RECORDS SHOWN –
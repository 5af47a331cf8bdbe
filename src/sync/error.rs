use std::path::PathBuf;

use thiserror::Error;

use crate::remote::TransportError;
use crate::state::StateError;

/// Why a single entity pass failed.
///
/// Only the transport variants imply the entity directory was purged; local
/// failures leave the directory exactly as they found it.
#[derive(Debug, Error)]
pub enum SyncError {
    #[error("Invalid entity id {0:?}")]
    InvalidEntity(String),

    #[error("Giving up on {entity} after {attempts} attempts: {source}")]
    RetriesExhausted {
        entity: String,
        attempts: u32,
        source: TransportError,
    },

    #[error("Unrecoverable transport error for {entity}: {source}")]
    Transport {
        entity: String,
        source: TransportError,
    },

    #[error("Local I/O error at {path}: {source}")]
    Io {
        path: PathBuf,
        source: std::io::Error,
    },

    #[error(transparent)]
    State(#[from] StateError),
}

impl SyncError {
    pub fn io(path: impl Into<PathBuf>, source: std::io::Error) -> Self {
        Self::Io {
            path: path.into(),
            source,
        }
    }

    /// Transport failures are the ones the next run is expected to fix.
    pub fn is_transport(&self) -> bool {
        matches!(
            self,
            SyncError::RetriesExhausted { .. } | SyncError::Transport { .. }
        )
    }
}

ASSIGNMENT – Your task is to output the material above exactly.

PROBLEM SOLUTION –
repository 5af47a331cf8bdbe
filename src/sync/error.rs
use std::path::PathBuf;

use thiserror::Error;

use crate::remote::TransportError;
use crate::state::StateError;

/// Why a single entity pass failed.
///
/// Only the transport variants imply the entity directory was purged; local
/// failures leave the directory exactly as they found it.
#[derive(Debug, Error)]
pub enum SyncError {
    #[error("Invalid entity id {0:?}")]
    InvalidEntity(String),

    #[error("Giving up on {entity} after {attempts} attempts: {source}")]
    RetriesExhausted {
        entity: String,
        attempts: u32,
        source: TransportError,
    },

    #[error("Unrecoverable transport error for {entity}: {source}")]
    Transport {
        entity: String,
        source: TransportError,
    },

    #[error("Local I/O error at {path}: {source}")]
    Io {
        path: PathBuf,
        source: std::io::Error,
    },

    #[error(transparent)]
    State(#[from] StateError),
}

impl SyncError {
    pub fn io(path: impl Into<PathBuf>, source: std::io::Error) -> Self {
        Self::Io {
            path: path.into(),
            source,
        }
    }

    /// Transport failures are the ones the next run is expected to fix.
    pub fn is_transport(&self) -> bool {
        matches!(
            self,
            SyncError::RetriesExhausted { .. } | SyncError::Transport { .. }
        )
    }
}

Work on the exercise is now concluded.